…Мы учились в разрушенном городе, в промерзшем классе, когда в чернильницах замерзали чернила, и все, начиная с учителей, сидели в довоенных шубах, шинелях или телогрейках. Помню, как в студеный декабрьский день учительница литературы — молодая красивая женщина — вошла в класс и неожиданно сняла пальто. Было так холодно, что мы почли за подвиг ее решимость. А на самом деле ей просто захотелось побыть среди нас в новенькой, видимо, с довоенных времен хранившейся цветной кофточке, потому что накануне у нее был праздник. Заехал на несколько часов ее муж, чья часть стояла неподалеку от города Калинина, только что освобожденного от фашистов… С этого радостного признания она и начала свой урок.

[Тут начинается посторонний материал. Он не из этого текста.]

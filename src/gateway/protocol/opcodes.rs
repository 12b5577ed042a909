/// Signaling opcodes understood by this client. Anything else, resume
/// included, decodes to `None` and is skipped.
#[derive(Debug, Clone, Copy, PartialEq, Eq)]
#[repr(u8)]
pub enum Opcode {
    Identify = 0,
    SelectProtocol = 1,
    Ready = 2,
    Heartbeat = 3,
    SessionDescription = 4,
    Speaking = 5,
    HeartbeatAck = 6,
    Hello = 8,
}

impl Opcode {
    pub fn from_u8(op: u8) -> Option<Self> {
        Some(match op {
            0 => Self::Identify,
            1 => Self::SelectProtocol,
            2 => Self::Ready,
            3 => Self::Heartbeat,
            4 => Self::SessionDescription,
            5 => Self::Speaking,
            6 => Self::HeartbeatAck,
            8 => Self::Hello,
            _ => return None,
        })
    }
}

impl From<Opcode> for u8 {
    fn from(op: Opcode) -> Self {
        op as u8
    }
}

Вообще война как-то очень сблизила людей. И нас с учителями — тоже. Никто не называл их «училками», не давал им прозвищ. Мы были одной большой семьей, потому что жили на краю гибели. Жили бедами, отчаяньем и надеждой военной поры. Все голодали. Помню, как по весне я ходил рвать крапиву, чтобы бабушка сварила из нее щи. По натуре добрый и жалостливый мальчишка, я убил однажды из рогатки воробья, ощипал и положил его в тот котел. Мне постоянно хотелось есть. Возраст требовал полноценного питания, чтобы мужать, крепнуть, набирать силу. Но шла изнурительная война. Страна голодала и мы вместе с ней…


Горькие времена!
Худенький мальчик, где ж ты?
В сутки — лишь горсть зерна.
Триста граммов надежды…

Всем классом мы ходили по весне сажать картошку нашим учителям, чтобы как-то помочь им выжить в то голодное время. А осенью собирали урожай. Они устраивали для нас праздничные обеды, где царским блюдом была картошка, а также лук и огурцы. Летом мы заготавливали дрова, чтобы хотя бы в самые лютые морозы чуть-чуть согреть школу. В те военные будни никто из нас не пропускал уроки. И не только потому, что мы повзрослели. Но больше потому, что в школе давали каждому серую булочку и стакан сладкого чая. Пропустить такое было невозможно.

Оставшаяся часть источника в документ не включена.